Luego de discurrir sobre la naturaleza del hombre y el artista, el último verso de Habla el prólogo (“No hay biografía”), poema con que León Felipe acompañó su traducción de Canto a mí mismo, comienza con un debate en torno de la vida del bardo estadunidense:
¿Qué esperáis? ¿Falta algo?
¿Se me ha olvidado alguna cosa?
–La biografía.
–¿La biografía de quién?
–La biografía de Walt Whitman.
Walt no tiene biografía.
–¿El gran vitalista no tiene biografía?
No, no tiene biografía. Ni autobiografía tampoco. Su
verdad y su vida no están en prosa, están en su
canción.
El Canto a mí mismo es su verdadera autobiografía
(y la tuya también, o no es absolutamente nada).

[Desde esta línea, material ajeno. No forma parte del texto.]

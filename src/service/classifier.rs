use crate::db::{DbMessage, DeskStorage, MessageType, MessageWithSession};
use crate::error::DeskError;
use chrono::{DateTime, Utc};
use serde::Serialize;
use std::future::Future;

/// Finds the reply that answers a user message.
pub trait ReplyLookup: Send + Sync {
    /// Earliest ASSISTANT message in `session_id` created strictly after `after`.
    fn reply_after(
        &self,
        session_id: &str,
        after: DateTime<Utc>,
    ) -> impl Future<Output = Result<Option<DbMessage>, DeskError>> + Send;
}

impl ReplyLookup for DeskStorage {
    async fn reply_after(
        &self,
        session_id: &str,
        after: DateTime<Utc>,
    ) -> Result<Option<DbMessage>, DeskError> {
        self.first_reply_after(session_id, after).await
    }
}

/// A user message together with the reply that answers it, if any.
#[derive(Debug, Clone)]
pub struct ClassifiedMessage {
    pub message: MessageWithSession,
    pub reply: Option<DbMessage>,
}

impl ClassifiedMessage {
    pub fn is_answered(&self) -> bool {
        self.reply.is_some()
    }
}

#[derive(Debug, Clone, Serialize)]
#[serde(rename_all = "camelCase")]
pub struct AnsweredMessage {
    #[serde(flatten)]
    pub message: MessageWithSession,
    pub admin_reply: DbMessage,
}

/// In-memory form of the answered predicate: some ASSISTANT message of the
/// same session is strictly newer than `user_message`.
pub fn is_answered(user_message: &DbMessage, messages: &[DbMessage]) -> bool {
    messages.iter().any(|m| {
        m.kind == MessageType::Assistant
            && m.session_id == user_message.session_id
            && m.created_at > user_message.created_at
    })
}

/// Classify each message with one reply lookup per message, preserving order.
pub async fn classify<L: ReplyLookup>(
    lookup: &L,
    user_messages: Vec<MessageWithSession>,
) -> Result<Vec<ClassifiedMessage>, DeskError> {
    let mut classified = Vec::with_capacity(user_messages.len());
    for message in user_messages {
        let reply = lookup
            .reply_after(&message.message.session_id, message.message.created_at)
            .await?;
        classified.push(ClassifiedMessage { message, reply });
    }
    Ok(classified)
}

/// USER messages still waiting for an answer, newest first.
pub async fn unanswered(storage: &DeskStorage) -> Result<Vec<MessageWithSession>, DeskError> {
    let user_messages = storage
        .list_messages_with_session(Some(MessageType::User))
        .await?;
    Ok(classify(storage, user_messages)
        .await?
        .into_iter()
        .filter(|c| !c.is_answered())
        .map(|c| c.message)
        .collect())
}

/// USER messages that have been answered, newest first, with their first reply.
pub async fn answered(storage: &DeskStorage) -> Result<Vec<AnsweredMessage>, DeskError> {
    let user_messages = storage
        .list_messages_with_session(Some(MessageType::User))
        .await?;
    Ok(classify(storage, user_messages)
        .await?
        .into_iter()
        .filter_map(|c| {
            c.reply.map(|admin_reply| AnsweredMessage {
                message: c.message,
                admin_reply,
            })
        })
        .collect())
}
mod common;

use axum::http::StatusCode;
use chat_desk::DeskStorage;
use chat_desk::db::SystemStatus;
use chat_desk::router::BODY_LIMIT_BYTES;
use common::{spawn_app, spawn_app_with_cleanup};
use serde_json::json;
use sqlx::sqlite::{SqliteConnectOptions, SqlitePool};
use std::str::FromStr;

#[tokio::test]
async fn protected_routes_require_a_sealed_cookie() {
    let app = spawn_app("auth").await;

    let anonymous = app.call("GET", "/api/sessions", None, None).await;
    assert_eq!(anonymous.status, StatusCode::UNAUTHORIZED);
    assert_eq!(anonymous.body["error"]["code"], "UNAUTHORIZED");

    let cookie = app.register("alice", Some("alice@example.com")).await;
    let me = app.call("GET", "/api/user/me", Some(&cookie), None).await;
    assert_eq!(me.status, StatusCode::OK);
    let user_id = me.body["user"]["id"].as_str().unwrap().to_string();
    assert_eq!(me.body["user"]["username"], "alice");

    // A plain id in the cookie is not accepted; the value must be sealed.
    let forged = format!("user-auth={user_id}");
    let rejected = app.call("GET", "/api/sessions", Some(&forged), None).await;
    assert_eq!(rejected.status, StatusCode::UNAUTHORIZED);

    // A user cookie does not open admin routes.
    let admin_only = app
        .call("GET", "/api/admin/messages/unanswered", Some(&cookie), None)
        .await;
    assert_eq!(admin_only.status, StatusCode::UNAUTHORIZED);
}

#[tokio::test]
async fn login_by_email_or_username() {
    let app = spawn_app("login").await;
    app.register("bob", Some("bob@example.com")).await;

    let by_email = app
        .call(
            "POST",
            "/api/user/auth",
            None,
            Some(json!({ "email": "bob@example.com", "password": "secret-pass" })),
        )
        .await;
    assert_eq!(by_email.status, StatusCode::OK);
    assert!(by_email.cookie.unwrap().starts_with("user-auth="));
    assert_eq!(by_email.body["user"]["username"], "bob");

    let by_name = app
        .call(
            "POST",
            "/api/user/auth",
            None,
            Some(json!({ "username": "bob", "password": "secret-pass" })),
        )
        .await;
    assert_eq!(by_name.status, StatusCode::OK);

    let wrong = app
        .call(
            "POST",
            "/api/user/auth",
            None,
            Some(json!({ "username": "bob", "password": "not-it" })),
        )
        .await;
    assert_eq!(wrong.status, StatusCode::UNAUTHORIZED);

    let duplicate = app
        .call(
            "POST",
            "/api/user/register",
            None,
            Some(json!({ "username": "bob", "password": "secret-pass" })),
        )
        .await;
    assert_eq!(duplicate.status, StatusCode::BAD_REQUEST);

    let short = app
        .call(
            "POST",
            "/api/user/register",
            None,
            Some(json!({ "username": "carol", "password": "123" })),
        )
        .await;
    assert_eq!(short.status, StatusCode::BAD_REQUEST);
}

#[tokio::test]
async fn admin_reply_moves_message_to_answered() {
    let app = spawn_app("answer").await;
    let admin = app.admin().await;
    let user = app.register("dave", None).await;

    let session = app
        .call("POST", "/api/sessions", Some(&user), Some(json!({})))
        .await;
    assert_eq!(session.status, StatusCode::OK);
    let session_id = session.body["id"].as_str().unwrap().to_string();

    let posted = app
        .call(
            "POST",
            "/api/messages",
            Some(&user),
            Some(json!({ "sessionId": session_id, "content": "Hello there" })),
        )
        .await;
    assert_eq!(posted.status, StatusCode::OK);
    assert_eq!(posted.body["type"], "USER");

    let unanswered = app
        .call("GET", "/api/admin/messages/unanswered", Some(&admin), None)
        .await;
    assert_eq!(unanswered.status, StatusCode::OK);
    let pending = unanswered.body.as_array().unwrap();
    assert_eq!(pending.len(), 1);
    assert_eq!(pending[0]["content"], "Hello there");
    assert_eq!(pending[0]["session"]["user"]["username"], "dave");

    let empty = app
        .call(
            "POST",
            "/api/admin/messages/answer",
            Some(&admin),
            Some(json!({ "sessionId": session_id, "content": "   " })),
        )
        .await;
    assert_eq!(empty.status, StatusCode::BAD_REQUEST);

    let reply = app
        .call(
            "POST",
            "/api/admin/messages/answer",
            Some(&admin),
            Some(json!({ "sessionId": session_id, "content": "How can I help?" })),
        )
        .await;
    assert_eq!(reply.status, StatusCode::OK);
    assert_eq!(reply.body["type"], "ASSISTANT");

    let unanswered = app
        .call("GET", "/api/admin/messages/unanswered", Some(&admin), None)
        .await;
    assert!(unanswered.body.as_array().unwrap().is_empty());

    let answered = app
        .call("GET", "/api/admin/messages/answered", Some(&admin), None)
        .await;
    let done = answered.body.as_array().unwrap();
    assert_eq!(done.len(), 1);
    assert_eq!(done[0]["content"], "Hello there");
    assert_eq!(done[0]["adminReply"]["content"], "How can I help?");

    let sessions = app.call("GET", "/api/sessions", Some(&user), None).await;
    let listed = sessions.body.as_array().unwrap();
    assert_eq!(listed.len(), 1);
    assert_eq!(listed[0]["displayName"], "Hello...");
    assert_eq!(listed[0]["unreadReplies"], 1);
    assert_eq!(listed[0]["messages"][0]["content"], "How can I help?");

    let history = app
        .call(
            "GET",
            &format!("/api/sessions/{session_id}/messages"),
            Some(&user),
            None,
        )
        .await;
    let kinds: Vec<_> = history
        .body
        .as_array()
        .unwrap()
        .iter()
        .map(|m| m["type"].as_str().unwrap().to_string())
        .collect();
    assert_eq!(kinds, vec!["USER", "ASSISTANT"]);
}

#[tokio::test]
async fn sessions_are_private_and_delete_cascades() {
    let app = spawn_app("cascade").await;
    let owner = app.register("erin", None).await;
    let other = app.register("frank", None).await;

    let session = app
        .call(
            "POST",
            "/api/sessions",
            Some(&owner),
            Some(json!({ "name": "  Billing  " })),
        )
        .await;
    let session_id = session.body["id"].as_str().unwrap().to_string();
    assert_eq!(session.body["name"], "Billing");

    app.call(
        "POST",
        "/api/messages",
        Some(&owner),
        Some(json!({ "sessionId": session_id, "content": "Invoice question" })),
    )
    .await;

    let foreign_post = app
        .call(
            "POST",
            "/api/messages",
            Some(&other),
            Some(json!({ "sessionId": session_id, "content": "hi" })),
        )
        .await;
    assert_eq!(foreign_post.status, StatusCode::NOT_FOUND);

    let foreign_delete = app
        .call(
            "DELETE",
            &format!("/api/sessions/{session_id}"),
            Some(&other),
            None,
        )
        .await;
    assert_eq!(foreign_delete.status, StatusCode::NOT_FOUND);

    let deleted = app
        .call(
            "DELETE",
            &format!("/api/sessions/{session_id}"),
            Some(&owner),
            None,
        )
        .await;
    assert_eq!(deleted.status, StatusCode::OK);
    assert_eq!(deleted.body["success"], true);

    assert!(app.storage.get_session(&session_id).await.unwrap().is_none());
    assert!(app.storage.list_messages(&session_id).await.unwrap().is_empty());
}

#[tokio::test]
async fn admin_can_edit_and_delete_messages() {
    let app = spawn_app("edit").await;
    let admin = app.admin().await;
    let user = app.register("gina", None).await;

    let session = app
        .call("POST", "/api/sessions", Some(&user), Some(json!({})))
        .await;
    let session_id = session.body["id"].as_str().unwrap().to_string();
    let posted = app
        .call(
            "POST",
            "/api/messages",
            Some(&user),
            Some(json!({ "sessionId": session_id, "content": "typo hree" })),
        )
        .await;
    let message_id = posted.body["id"].as_str().unwrap().to_string();
    let uri = format!("/api/messages/{message_id}");

    let as_user = app
        .call("PUT", &uri, Some(&user), Some(json!({ "content": "x" })))
        .await;
    assert_eq!(as_user.status, StatusCode::UNAUTHORIZED);

    let edited = app
        .call("PUT", &uri, Some(&admin), Some(json!({ "content": "typo here" })))
        .await;
    assert_eq!(edited.status, StatusCode::OK);
    assert_eq!(edited.body["content"], "typo here");

    let all = app.call("GET", "/api/messages", Some(&admin), None).await;
    assert_eq!(all.body.as_array().unwrap().len(), 1);

    let removed = app.call("DELETE", &uri, Some(&admin), None).await;
    assert_eq!(removed.status, StatusCode::OK);
    let missing = app.call("DELETE", &uri, Some(&admin), None).await;
    assert_eq!(missing.status, StatusCode::NOT_FOUND);
    assert_eq!(missing.body["error"]["code"], "NOT_FOUND");
}

#[tokio::test]
async fn system_status_is_persisted_and_validated() {
    let app = spawn_app("status").await;

    let initial = app.call("GET", "/api/system-status", None, None).await;
    assert_eq!(initial.status, StatusCode::OK);
    assert_eq!(initial.body["status"], "active");

    let anonymous = app
        .call(
            "POST",
            "/api/admin/system-status",
            None,
            Some(json!({ "status": "maintenance" })),
        )
        .await;
    assert_eq!(anonymous.status, StatusCode::UNAUTHORIZED);

    let admin = app.admin().await;
    let invalid = app
        .call(
            "POST",
            "/api/admin/system-status",
            Some(&admin),
            Some(json!({ "status": "paused" })),
        )
        .await;
    assert_eq!(invalid.status, StatusCode::BAD_REQUEST);

    let changed = app
        .call(
            "POST",
            "/api/admin/system-status",
            Some(&admin),
            Some(json!({ "status": "maintenance" })),
        )
        .await;
    assert_eq!(changed.status, StatusCode::OK);
    assert_eq!(changed.body["message"], "System status changed to maintenance");

    let reopened = DeskStorage::connect(&app.database_url).await.unwrap();
    assert_eq!(
        reopened.system_status().await.unwrap(),
        SystemStatus::Maintenance
    );

    let admin_view = app
        .call("GET", "/api/admin/system-status", Some(&admin), None)
        .await;
    assert_eq!(admin_view.body["status"], "maintenance");
}

#[tokio::test]
async fn setup_creates_only_the_first_admin() {
    let app = spawn_app("setup").await;

    let open = app.call("GET", "/api/admin/setup", None, None).await;
    assert_eq!(open.status, StatusCode::OK);
    assert_eq!(open.body["exists"], false);

    let admin = app.admin().await;
    assert!(admin.starts_with("admin-session="));

    let closed = app.call("GET", "/api/admin/setup", None, None).await;
    assert_eq!(closed.status, StatusCode::CONFLICT);
    assert_eq!(closed.body["exists"], true);

    let second = app
        .call(
            "POST",
            "/api/admin/setup",
            None,
            Some(json!({ "username": "other", "password": "other-pass" })),
        )
        .await;
    assert_eq!(second.status, StatusCode::BAD_REQUEST);
}

#[tokio::test]
async fn cleanup_preview_lists_nothing_for_fresh_sessions() {
    let app = spawn_app("cleanup").await;
    let admin = app.admin().await;
    let user = app.register("hank", None).await;
    app.call("POST", "/api/sessions", Some(&user), Some(json!({})))
        .await;

    let denied = app.call("GET", "/api/cleanup", Some(&user), None).await;
    assert_eq!(denied.status, StatusCode::UNAUTHORIZED);

    let preview = app.call("GET", "/api/cleanup", Some(&admin), None).await;
    assert_eq!(preview.status, StatusCode::OK);
    assert_eq!(preview.body["oldSessions"], 0);

    let run = app.call("POST", "/api/cleanup", Some(&admin), None).await;
    assert_eq!(run.status, StatusCode::OK);
    assert_eq!(run.body["deletedSessions"], 0);

    let health = app.call("GET", "/api/health", None, None).await;
    assert_eq!(health.status, StatusCode::OK);
    assert_eq!(health.body["status"], "healthy");
    assert_eq!(health.body["environment"]["cleanupEnabled"], false);
}

#[tokio::test]
async fn health_reports_the_cleanup_schedule_from_state() {
    let app = spawn_app_with_cleanup("health", true).await;
    let health = app.call("GET", "/api/health", None, None).await;
    assert_eq!(health.status, StatusCode::OK);
    assert_eq!(health.body["environment"]["cleanupEnabled"], true);
    assert_eq!(health.body["environment"]["databaseConfigured"], true);
}

#[tokio::test]
async fn cookie_for_a_deleted_user_is_rejected() {
    let app = spawn_app("deleted-user").await;
    let cookie = app.register("judy", None).await;
    let me = app.call("GET", "/api/user/me", Some(&cookie), None).await;
    let user_id = me.body["user"]["id"].as_str().unwrap().to_string();
    let session = app
        .call("POST", "/api/sessions", Some(&cookie), Some(json!({})))
        .await;
    let session_id = session.body["id"].as_str().unwrap().to_string();

    let opts = SqliteConnectOptions::from_str(&app.database_url)
        .unwrap()
        .foreign_keys(true);
    let pool = SqlitePool::connect_with(opts).await.unwrap();
    sqlx::query("DELETE FROM users WHERE id = ?")
        .bind(&user_id)
        .execute(&pool)
        .await
        .unwrap();
    pool.close().await;

    let sessions = app.call("GET", "/api/sessions", Some(&cookie), None).await;
    assert_eq!(sessions.status, StatusCode::UNAUTHORIZED);
    let me = app.call("GET", "/api/user/me", Some(&cookie), None).await;
    assert_eq!(me.status, StatusCode::NOT_FOUND);
    assert_eq!(me.body["error"]["code"], "NOT_FOUND");
    assert!(app.storage.get_session(&session_id).await.unwrap().is_none());
}

#[tokio::test]
async fn malformed_bodies_are_bad_requests() {
    let app = spawn_app("malformed").await;
    let user = app.register("kate", None).await;

    let missing_field = app
        .call(
            "POST",
            "/api/messages",
            Some(&user),
            Some(json!({ "sessionId": "x" })),
        )
        .await;
    assert_eq!(missing_field.status, StatusCode::BAD_REQUEST);
    assert_eq!(missing_field.body["error"]["code"], "BAD_REQUEST");

    let no_body = app.call("POST", "/api/sessions", Some(&user), None).await;
    assert_eq!(no_body.status, StatusCode::BAD_REQUEST);
    assert_eq!(no_body.body["error"]["code"], "BAD_REQUEST");

    let wrong_type = app
        .call(
            "POST",
            "/api/user/register",
            None,
            Some(json!({ "username": 42, "password": "secret-pass" })),
        )
        .await;
    assert_eq!(wrong_type.status, StatusCode::BAD_REQUEST);
}

#[tokio::test]
async fn oversized_body_is_rejected() {
    let app = spawn_app("limit").await;
    let user = app.register("ivy", None).await;

    let huge = "x".repeat(BODY_LIMIT_BYTES + 1);
    let reply = app
        .call(
            "POST",
            "/api/messages",
            Some(&user),
            Some(json!({ "sessionId": "s", "content": huge })),
        )
        .await;
    assert_eq!(reply.status, StatusCode::PAYLOAD_TOO_LARGE);
    assert_eq!(reply.body["error"]["code"], "PAYLOAD_TOO_LARGE");
}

Pero León Felipe estaba equivocado. La genuina biografía de Whitman se hallaba en sus cartas, las que comienza a escribir en Woodbury, Nueva York, el 30 de julio de 1840 y culminan el 17 de marzo de 1892 en Camden, Nueva Jersey, nueve días antes de morir, en las que ese hombre barbado y sensible va emergiendo del follaje de sus propios textos, un tipo tosco como un roble pero iluso, romántico y enamorado empedernido como Florence Nightingale, cuyos grandes amores fueron los soldados mutilados, enfermos y enloquecidos que solía visitar en los hospitales durante la Guerra de Secesión pero, también, los iletrados trabajadores del ómnibus de Washington o del ferrocarril, los recaderos, los aprendices. El varón que trabó amistad con los bohemios, los críticos, los otros poetas, y enamoró a mujeres con sus Cantos aunque las rehuyó con elegancia y jamás abandonó a los suyos, la familia, tan valiosa para él.
La correspondencia de Walt Whitman (publicadas en español por Errata Naturae) lo revela como un poeta obsesionado con su obra: abundante en ego y disciplina, menesteroso en ganancias pecuniarias. Un vate que presume su belleza de vagabundo, capaz de seducir a un dandy como Oscar Wilde, quien lo visitó en enero de 1882: “¿Has leído a Oscar Wilde? Ha venido a verme y a pasar la tarde. Es un joven grandote, elegante y guapetón ¡y tuvo el buen juicio de quedarse prendado de mí!”, le escribe a Harry Stafford, y sobraban las razones, porque como el irlandés, Whitman siempre defendió el derecho a ser y la libertad en la escritura. Basta con recordar las constantes disputas judiciales entabladas en Boston, Washington y Nueva York con el fin de que suprimiera los incómodos, obscenos pasajes de Hojas de hierba que perturbaban la conciencia de una Nación que, paradójicamente, gracias a sus Cantos halló el porvenir afirmando su propia estirpe.